The Informant! [Blu-Ray]

Steven Soderbergh

BY James KeastPublished Mar 5, 2010

The Informant! seems like a tale the Coen brothers should be telling. It's based on the true story of Mark Whitacre (Matt Damon), a corn industry bigwig who becomes aware of shading dealings in the lucrative industry of food additives and contacts the FBI to blow the whistle. But Whitacre, who's likeable, smart and successful, believes that his corporate position will be secure when this handful of bad apples are removed, leaving him to rise to the very top of the company, showered in glory and accolades. Which makes him seem extremely naive and kind of dumb. The trick is that as The Informant! unfolds it becomes increasingly clear that Whitacre's narrative is not the whole story. Given the increasing absurdity of the lies that Whitacre has to spin in order to keep his employers in the dark and the ways in which he turns out to be manipulating the FBI, with only shards of truth, Soderbergh decides to play the entire tale as a wacky comedy. That's fair ― after all, the Coens did much the same thing with Fargo, another tale of escalating bad choices with a well meaning, but out-of-his league, "mastermind" at its centre. But while the Coens let the actions of Fargo (which claimed to be based on a true story, but wasn't) play out until the absurdities become clear, Soderbergh pushes for laughs from the first frame of The Informant! Leaving aside Soderbergh's complete lack of experience with comedy (what's his funniest film? The Limey? Parts of the Ocean's movies?), The Informant! is played for laughs before we get a grasp on the intricacies of the corn industry and before we get a sense of Whitacre's role in this world. No doubt, the escalation of absurdity and bad choices ― again, I can't help but mentally return to Fargo ― are kind of hilarious, but The Informant! plays like someone telling you a joke so funny they can't help but laugh through the telling, which wrecks the punch-line and the fun.

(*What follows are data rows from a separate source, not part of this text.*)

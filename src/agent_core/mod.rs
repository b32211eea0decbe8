//! Agent core: turns model output into work for the step executor.
//!
//! Submodules:
//! - `plan_parser`: tagged `<plan>` extraction with the 5-step cap
//! - `prompt`: system prompt composition from active skills
//! - `types`: `ActionPlan` / `ActionItem` and step transitions
//! - `errors`: plan error types

pub mod errors;
pub mod plan_parser;
pub mod prompt;
pub mod types;

// Re-exports for convenience
pub use errors::PlanError;
pub use plan_parser::{parse_action_plan, MAX_PLAN_STEPS};
pub use prompt::{compose_system_prompt, Skill};
pub use types::{ActionItem, ActionPlan, ActionStatus};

Matt Damon does a good job in these weird circumstances, and a supporting cast that includes a lot of comedians in dramatic roles (Joel McHale, Scott Adsit, Tom Papa) does solid work. But by employing the film equivalent of chortling at his own joke, Soderbergh leaves the audience on the outside looking in. A commentary by the director, with screenwriter Scott Z. Burns, reveals that they're knee-deep in the details of this scandal; they just didn't find the right balance for telling this story.